● ASSIGNED TASK
Among the lines below, restate word for word only those from the line with "2025 5D Labs" through the line with "across all namespaces", with both end lines kept.
━━━ MATERIAL FOR THIS TASK ━━━
/*
 * 5D Labs Agent Platform - Event Alerter
 * Copyright (C) 2025 5D Labs
 *
 * This program is free software: you can redistribute it and/or modify
 * it under the terms of the GNU Affero General Public License as published
 * by the Free Software Foundation, either version 3 of the License, or
 * (at your option) any later version.
 *
 * This program is distributed in the hope that it will be useful,
 * but WITHOUT ANY WARRANTY; without even the implied warranty of
 * MERCHANTABILITY or FITNESS FOR A PARTICULAR PURPOSE. See the
 * GNU Affero General Public License for more details.
 *
 * You should have received a copy of the GNU Affero General Public License
 * along with this program. If not, see <https://www.gnu.org/licenses/>.
 */

#![allow(clippy::missing_errors_doc, clippy::doc_markdown)]

//! Event alerter core library
//!
//! This crate watches the cluster-wide stream of Kubernetes events and
//! forwards a filtered subset to an Alertmanager-compatible gateway:
//! - Watching core/v1 Events across all namespaces
//! - Coalescing change notifications into a deduplicating work queue
//! - Retrying failed alert deliveries with exponential backoff

pub mod config;
pub mod controller;
pub mod error;
pub mod handlers;

// Re-export commonly used types
pub use config::FilterConfig;
pub use controller::{Controller, ControllerOptions};
pub use error::{Error, Result};
pub use handlers::alertmanager::AlertManager;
━━━
● ANSWER TO THE EXERCISE
 * Copyright (C) 2025 5D Labs
 *
 * This program is free software: you can redistribute it and/or modify
 * it under the terms of the GNU Affero General Public License as published
 * by the Free Software Foundation, either version 3 of the License, or
 * (at your option) any later version.
 *
 * This program is distributed in the hope that it will be useful,
 * but WITHOUT ANY WARRANTY; without even the implied warranty of
 * MERCHANTABILITY or FITNESS FOR A PARTICULAR PURPOSE. See the
 * GNU Affero General Public License for more details.
 *
 * You should have received a copy of the GNU Affero General Public License
 * along with this program. If not, see <https://www.gnu.org/licenses/>.
 */

#![allow(clippy::missing_errors_doc, clippy::doc_markdown)]

//! Event alerter core library
//!
//! This crate watches the cluster-wide stream of Kubernetes events and
//! forwards a filtered subset to an Alertmanager-compatible gateway:
//! - Watching core/v1 Events across all namespaces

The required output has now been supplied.